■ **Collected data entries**
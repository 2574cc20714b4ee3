//! Test fixtures: peers, shared buckets, and timing helpers.

use std::sync::atomic::{AtomicU32, Ordering};
use std::sync::Arc;
use std::time::Duration;

use rockpool_cache::{Cache, MemoryCache};
use rockpool_core::{Blake3Hash, Head, HeadBuilder, LocalIdentity};

/// A test peer: an identity plus its own local cache.
pub struct Peer {
    pub me: Arc<LocalIdentity>,
    pub cache: Arc<dyn Cache>,
}

/// Create a peer with a random identity and an empty in-memory cache.
pub fn peer(nick: &str) -> Peer {
    Peer {
        me: Arc::new(LocalIdentity::new(nick)),
        cache: Arc::new(MemoryCache::new()),
    }
}

/// Create several peers with distinct identities.
pub fn multi_peer(count: usize) -> Vec<Peer> {
    (0..count).map(|i| peer(&format!("peer-{i}"))).collect()
}

/// A process-unique `mem://` bucket URL, so concurrent tests never share
/// a replica by accident.
pub fn unique_bucket(tag: &str) -> String {
    static N: AtomicU32 = AtomicU32::new(0);
    format!("mem://{tag}-{}", N.fetch_add(1, Ordering::SeqCst))
}

/// Let the snowflake clock advance a tick, so causally ordered writes
/// from different peers get strictly ordered ids.
pub async fn tick() {
    tokio::time::sleep(Duration::from_millis(5)).await;
}

/// Build a signed head over the given body.
pub fn sample_head(author: &LocalIdentity, id: u64, name: &str, body: &[u8], ctime: i64) -> Head {
    HeadBuilder::new(id, name)
        .size(body.len() as i64)
        .hash(Blake3Hash::hash(body))
        .ctime(ctime)
        .sign(author)
        .expect("signing a test head")
}

#[cfg(test)]
mod tests {
    use super::*;

    #[test]
    fn test_peers_are_distinct() {
        let peers = multi_peer(3);
        assert_ne!(peers[0].me.id(), peers[1].me.id());
        assert_ne!(peers[1].me.id(), peers[2].me.id());
    }

    #[test]
    fn test_unique_buckets() {
        assert_ne!(unique_bucket("t"), unique_bucket("t"));
    }

    #[tokio::test]
    async fn test_sample_head_verifies() {
        let p = peer("alice");
        let head = sample_head(&p.me, 7, "chat/x", b"body", 100);
        head.verify().unwrap();
        p.cache.set_head("p", &head).await.unwrap();
        assert_eq!(p.cache.max_ctime("p").await.unwrap(), 100);
    }
}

■ **Your goal**
Could you reproduce every record above exactly as it appears?

■ **Result for this exercise**
repository 2574cc20714b4ee3
//! Test fixtures: peers, shared buckets, and timing helpers.

use std::sync::atomic::{AtomicU32, Ordering};
use std::sync::Arc;
use std::time::Duration;

use rockpool_cache::{Cache, MemoryCache};
use rockpool_core::{Blake3Hash, Head, HeadBuilder, LocalIdentity};

/// A test peer: an identity plus its own local cache.
pub struct Peer {
    pub me: Arc<LocalIdentity>,
    pub cache: Arc<dyn Cache>,
}

/// Create a peer with a random identity and an empty in-memory cache.
pub fn peer(nick: &str) -> Peer {
    Peer {
        me: Arc::new(LocalIdentity::new(nick)),
        cache: Arc::new(MemoryCache::new()),
    }
}

/// Create several peers with distinct identities.
pub fn multi_peer(count: usize) -> Vec<Peer> {
    (0..count).map(|i| peer(&format!("peer-{i}"))).collect()
}

/// A process-unique `mem://` bucket URL, so concurrent tests never share
/// a replica by accident.
pub fn unique_bucket(tag: &str) -> String {
    static N: AtomicU32 = AtomicU32::new(0);
    format!("mem://{tag}-{}", N.fetch_add(1, Ordering::SeqCst))
}

/// Let the snowflake clock advance a tick, so causally ordered writes
/// from different peers get strictly ordered ids.
pub async fn tick() {
    tokio::time::sleep(Duration::from_millis(5)).await;
}

/// Build a signed head over the given body.
pub fn sample_head(author: &LocalIdentity, id: u64, name: &str, body: &[u8], ctime: i64) -> Head {
    HeadBuilder::new(id, name)
        .size(body.len() as i64)
        .hash(Blake3Hash::hash(body))
        .ctime(ctime)
        .sign(author)
        .expect("signing a test head")
}

#[cfg(test)]
mod tests {
    use super::*;

    #[test]
    fn test_peers_are_distinct() {
        let peers = multi_peer(3);
        assert_ne!(peers[0].me.id(), peers[1].me.id());
        assert_ne!(peers[1].me.id(), peers[2].me.id());
    }

    #[test]
    fn test_unique_buckets() {
        assert_ne!(unique_bucket("t"), unique_bucket("t"));
    }

    #[tokio::test]
    async fn test_sample_head_verifies() {
        let p = peer("alice");
        let head = sample_head(&p.me, 7, "chat/x", b"body", 100);
        head.verify().unwrap();
        p.cache.set_head("p", &head).await.unwrap();
        assert_eq!(p.cache.max_ctime("p").await.unwrap(), 100);
    }
}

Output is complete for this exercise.